───── Records ─────

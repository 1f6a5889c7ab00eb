//! SBS1 / BaseStation text frames.
//!
//! One comma separated line per message, e.g.
//! `MSG,3,1,1,7C1BE8,1,2016/06/03,00:00:38.350,2016/06/03,00:00:38.350,,8000,,,-31.94361,115.96708,,,0,0,0,0`

use std::sync::OnceLock;

use chrono::NaiveDateTime;
use serde::Serialize;

use crate::types::{icao_from_hex, DecodeError, Icao};

const FIELD_TYPE: usize = 0;
const FIELD_TRANSMISSION: usize = 1;
const FIELD_ICAO: usize = 4;
const FIELD_RECV_DATE: usize = 6;
const FIELD_RECV_TIME: usize = 7;
const FIELD_CALLSIGN: usize = 10;
const FIELD_ALTITUDE: usize = 11;
const FIELD_GROUND_SPEED: usize = 12;
const FIELD_TRACK: usize = 13;
const FIELD_LAT: usize = 14;
const FIELD_LON: usize = 15;
const FIELD_VERTICAL_RATE: usize = 16;
const FIELD_SQUAWK: usize = 17;
const FIELD_ALERT: usize = 18;
const FIELD_EMERGENCY: usize = 19;
const FIELD_SPI: usize = 20;
const FIELD_ON_GROUND: usize = 21;

const MAX_FIELDS: usize = 22;

const TIME_FORMAT: &str = "%Y/%m/%d %H:%M:%S%.f";

#[derive(Debug, Clone, Copy, PartialEq, Eq, Serialize)]
pub enum Sbs1Type {
    /// `MSG` with its transmission type (1-8)
    Transmission(u8),
    SelectionChange,
    NewId,
    NewAircraft,
    StatusAircraft,
    Click,
}

impl Sbs1Type {
    fn parse(kind: &str, transmission: &str) -> Result<Self, DecodeError> {
        Ok(match kind {
            "MSG" => match transmission.parse::<u8>() {
                Ok(t @ 1..=8) => Sbs1Type::Transmission(t),
                _ => {
                    return Err(DecodeError::Sbs1(format!(
                        "unknown transmission type {transmission:?}"
                    )))
                }
            },
            "SEL" => Sbs1Type::SelectionChange,
            "ID" => Sbs1Type::NewId,
            "AIR" => Sbs1Type::NewAircraft,
            "STA" => Sbs1Type::StatusAircraft,
            "CLK" => Sbs1Type::Click,
            "" => {
                return Err(DecodeError::Sbs1(
                    "expecting a value in the first field".to_string(),
                ))
            }
            other => return Err(DecodeError::Sbs1(format!("unknown message type {other:?}"))),
        })
    }
}

/// Fields carried by one SBS1 line. Empty columns stay `None`.
#[derive(Debug, Clone, PartialEq, Serialize)]
pub struct Sbs1Message {
    pub msg_type: Sbs1Type,
    pub icao: Icao,
    /// Generation time from the line, or receive time when absent.
    pub timestamp: f64,
    pub callsign: Option<String>,
    pub altitude: Option<i32>,
    pub ground_speed: Option<f64>,
    pub track: Option<f64>,
    pub position: Option<(f64, f64)>,
    pub vertical_rate: Option<i32>,
    pub squawk: Option<String>,
    pub alert: Option<bool>,
    pub emergency: Option<bool>,
    pub spi: Option<bool>,
    pub on_ground: Option<bool>,
}

/// One line of SBS1 text plus its receive time.
#[derive(Debug, Clone)]
pub struct Sbs1Frame {
    original: String,
    received: f64,
    decoded: OnceLock<Result<Sbs1Message, DecodeError>>,
}

impl Sbs1Frame {
    pub fn new(line: &str, received: f64) -> Self {
        Sbs1Frame {
            original: line.trim().to_string(),
            received,
            decoded: OnceLock::new(),
        }
    }

    pub fn raw(&self) -> &[u8] {
        self.original.as_bytes()
    }

    pub fn line(&self) -> &str {
        &self.original
    }

    pub fn decode(&self) -> Result<&Sbs1Message, DecodeError> {
        self.decoded
            .get_or_init(|| parse(&self.original, self.received))
            .as_ref()
            .map_err(Clone::clone)
    }

    pub fn icao(&self) -> Option<Icao> {
        self.decode().ok().map(|m| m.icao)
    }

    /// Time stamped in the line when it parses, receive time otherwise.
    pub fn timestamp(&self) -> f64 {
        self.decode().map(|m| m.timestamp).unwrap_or(self.received)
    }
}

impl PartialEq for Sbs1Frame {
    fn eq(&self, other: &Self) -> bool {
        self.original == other.original && self.received == other.received
    }
}

fn parse(line: &str, received: f64) -> Result<Sbs1Message, DecodeError> {
    if line.is_empty() {
        return Err(DecodeError::NoOp);
    }
    let fields: Vec<&str> = line.split(',').map(str::trim).collect();
    if fields.len() > MAX_FIELDS {
        return Err(DecodeError::Sbs1(format!(
            "too many fields ({}): {line}",
            fields.len()
        )));
    }
    let field = |idx: usize| fields.get(idx).copied().filter(|f| !f.is_empty());

    let msg_type = Sbs1Type::parse(
        field(FIELD_TYPE).unwrap_or_default(),
        field(FIELD_TRANSMISSION).unwrap_or_default(),
    )?;
    let icao_str = field(FIELD_ICAO).unwrap_or_default();
    let icao = icao_from_hex(icao_str)
        .ok_or_else(|| DecodeError::Sbs1(format!("bad ICAO address {icao_str:?}")))?;

    let timestamp = match (field(FIELD_RECV_DATE), field(FIELD_RECV_TIME)) {
        (Some(date), Some(time)) => parse_time(date, time).unwrap_or(received),
        _ => received,
    };

    let number = |idx: usize| field(idx).and_then(|f| f.parse::<f64>().ok());
    let flag = |idx: usize| field(idx).map(|f| f == "-1" || f == "1");

    let position = match (number(FIELD_LAT), number(FIELD_LON)) {
        (Some(lat), Some(lon)) => Some((lat, lon)),
        _ => None,
    };
    let mut on_ground = flag(FIELD_ON_GROUND);
    if msg_type == Sbs1Type::Transmission(4) {
        // velocity messages are airborne only
        on_ground = Some(false);
    }

    Ok(Sbs1Message {
        msg_type,
        icao,
        timestamp,
        callsign: field(FIELD_CALLSIGN).map(str::to_string),
        altitude: number(FIELD_ALTITUDE).map(|a| a as i32),
        ground_speed: number(FIELD_GROUND_SPEED),
        track: number(FIELD_TRACK),
        position,
        vertical_rate: number(FIELD_VERTICAL_RATE).map(|v| v as i32),
        squawk: field(FIELD_SQUAWK).map(str::to_string),
        alert: flag(FIELD_ALERT),
        emergency: flag(FIELD_EMERGENCY),
        spi: flag(FIELD_SPI),
        on_ground,
    })
}

fn parse_time(date: &str, time: &str) -> Option<f64> {
    let dt = NaiveDateTime::parse_from_str(&format!("{date} {time}"), TIME_FORMAT).ok()?;
    Some(dt.and_utc().timestamp_micros() as f64 / 1_000_000.0)
}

─────

Exercise instructions:
Give every record again, exactly as it reads.

Solution for this task:
repository 1f6a5889c7ab00eb
//! SBS1 / BaseStation text frames.
//!
//! One comma separated line per message, e.g.
//! `MSG,3,1,1,7C1BE8,1,2016/06/03,00:00:38.350,2016/06/03,00:00:38.350,,8000,,,-31.94361,115.96708,,,0,0,0,0`

use std::sync::OnceLock;

use chrono::NaiveDateTime;
use serde::Serialize;

use crate::types::{icao_from_hex, DecodeError, Icao};

const FIELD_TYPE: usize = 0;
const FIELD_TRANSMISSION: usize = 1;
const FIELD_ICAO: usize = 4;
const FIELD_RECV_DATE: usize = 6;
const FIELD_RECV_TIME: usize = 7;
const FIELD_CALLSIGN: usize = 10;
const FIELD_ALTITUDE: usize = 11;
const FIELD_GROUND_SPEED: usize = 12;
const FIELD_TRACK: usize = 13;
const FIELD_LAT: usize = 14;
const FIELD_LON: usize = 15;
const FIELD_VERTICAL_RATE: usize = 16;
const FIELD_SQUAWK: usize = 17;
const FIELD_ALERT: usize = 18;
const FIELD_EMERGENCY: usize = 19;
const FIELD_SPI: usize = 20;
const FIELD_ON_GROUND: usize = 21;

const MAX_FIELDS: usize = 22;

const TIME_FORMAT: &str = "%Y/%m/%d %H:%M:%S%.f";

#[derive(Debug, Clone, Copy, PartialEq, Eq, Serialize)]
pub enum Sbs1Type {
    /// `MSG` with its transmission type (1-8)
    Transmission(u8),
    SelectionChange,
    NewId,
    NewAircraft,
    StatusAircraft,
    Click,
}

impl Sbs1Type {
    fn parse(kind: &str, transmission: &str) -> Result<Self, DecodeError> {
        Ok(match kind {
            "MSG" => match transmission.parse::<u8>() {
                Ok(t @ 1..=8) => Sbs1Type::Transmission(t),
                _ => {
                    return Err(DecodeError::Sbs1(format!(
                        "unknown transmission type {transmission:?}"
                    )))
                }
            },
            "SEL" => Sbs1Type::SelectionChange,
            "ID" => Sbs1Type::NewId,
            "AIR" => Sbs1Type::NewAircraft,
            "STA" => Sbs1Type::StatusAircraft,
            "CLK" => Sbs1Type::Click,
            "" => {
                return Err(DecodeError::Sbs1(
                    "expecting a value in the first field".to_string(),
                ))
            }
            other => return Err(DecodeError::Sbs1(format!("unknown message type {other:?}"))),
        })
    }
}

/// Fields carried by one SBS1 line. Empty columns stay `None`.
#[derive(Debug, Clone, PartialEq, Serialize)]
pub struct Sbs1Message {
    pub msg_type: Sbs1Type,
    pub icao: Icao,
    /// Generation time from the line, or receive time when absent.
    pub timestamp: f64,
    pub callsign: Option<String>,
    pub altitude: Option<i32>,
    pub ground_speed: Option<f64>,
    pub track: Option<f64>,
    pub position: Option<(f64, f64)>,
    pub vertical_rate: Option<i32>,
    pub squawk: Option<String>,
    pub alert: Option<bool>,
    pub emergency: Option<bool>,
    pub spi: Option<bool>,
    pub on_ground: Option<bool>,
}

/// One line of SBS1 text plus its receive time.
#[derive(Debug, Clone)]
pub struct Sbs1Frame {
    original: String,
    received: f64,
    decoded: OnceLock<Result<Sbs1Message, DecodeError>>,
}

impl Sbs1Frame {
    pub fn new(line: &str, received: f64) -> Self {
        Sbs1Frame {
            original: line.trim().to_string(),
            received,
            decoded: OnceLock::new(),
        }
    }

    pub fn raw(&self) -> &[u8] {
        self.original.as_bytes()
    }

    pub fn line(&self) -> &str {
        &self.original
    }

    pub fn decode(&self) -> Result<&Sbs1Message, DecodeError> {
        self.decoded
            .get_or_init(|| parse(&self.original, self.received))
            .as_ref()
            .map_err(Clone::clone)
    }

    pub fn icao(&self) -> Option<Icao> {
        self.decode().ok().map(|m| m.icao)
    }

    /// Time stamped in the line when it parses, receive time otherwise.
    pub fn timestamp(&self) -> f64 {
        self.decode().map(|m| m.timestamp).unwrap_or(self.received)
    }
}

impl PartialEq for Sbs1Frame {
    fn eq(&self, other: &Self) -> bool {
        self.original == other.original && self.received == other.received
    }
}

fn parse(line: &str, received: f64) -> Result<Sbs1Message, DecodeError> {
    if line.is_empty() {
        return Err(DecodeError::NoOp);
    }
    let fields: Vec<&str> = line.split(',').map(str::trim).collect();
    if fields.len() > MAX_FIELDS {
        return Err(DecodeError::Sbs1(format!(
            "too many fields ({}): {line}",
            fields.len()
        )));
    }
    let field = |idx: usize| fields.get(idx).copied().filter(|f| !f.is_empty());

    let msg_type = Sbs1Type::parse(
        field(FIELD_TYPE).unwrap_or_default(),
        field(FIELD_TRANSMISSION).unwrap_or_default(),
    )?;
    let icao_str = field(FIELD_ICAO).unwrap_or_default();
    let icao = icao_from_hex(icao_str)
        .ok_or_else(|| DecodeError::Sbs1(format!("bad ICAO address {icao_str:?}")))?;

    let timestamp = match (field(FIELD_RECV_DATE), field(FIELD_RECV_TIME)) {
        (Some(date), Some(time)) => parse_time(date, time).unwrap_or(received),
        _ => received,
    };

    let number = |idx: usize| field(idx).and_then(|f| f.parse::<f64>().ok());
    let flag = |idx: usize| field(idx).map(|f| f == "-1" || f == "1");

    let position = match (number(FIELD_LAT), number(FIELD_LON)) {
        (Some(lat), Some(lon)) => Some((lat, lon)),
        _ => None,
    };
    let mut on_ground = flag(FIELD_ON_GROUND);
    if msg_type == Sbs1Type::Transmission(4) {
        // velocity messages are airborne only
        on_ground = Some(false);
    }

    Ok(Sbs1Message {
        msg_type,
        icao,
        timestamp,
        callsign: field(FIELD_CALLSIGN).map(str::to_string),
        altitude: number(FIELD_ALTITUDE).map(|a| a as i32),
        ground_speed: number(FIELD_GROUND_SPEED),
        track: number(FIELD_TRACK),
        position,
        vertical_rate: number(FIELD_VERTICAL_RATE).map(|v| v as i32),
        squawk: field(FIELD_SQUAWK).map(str::to_string),
        alert: flag(FIELD_ALERT),
        emergency: flag(FIELD_EMERGENCY),
        spi: flag(FIELD_SPI),
        on_ground,
    })
}

fn parse_time(date: &str, time: &str) -> Option<f64> {
    let dt = NaiveDateTime::parse_from_str(&format!("{date} {time}"), TIME_FORMAT).ok()?;
    Some(dt.and_utc().timestamp_micros() as f64 / 1_000_000.0)
}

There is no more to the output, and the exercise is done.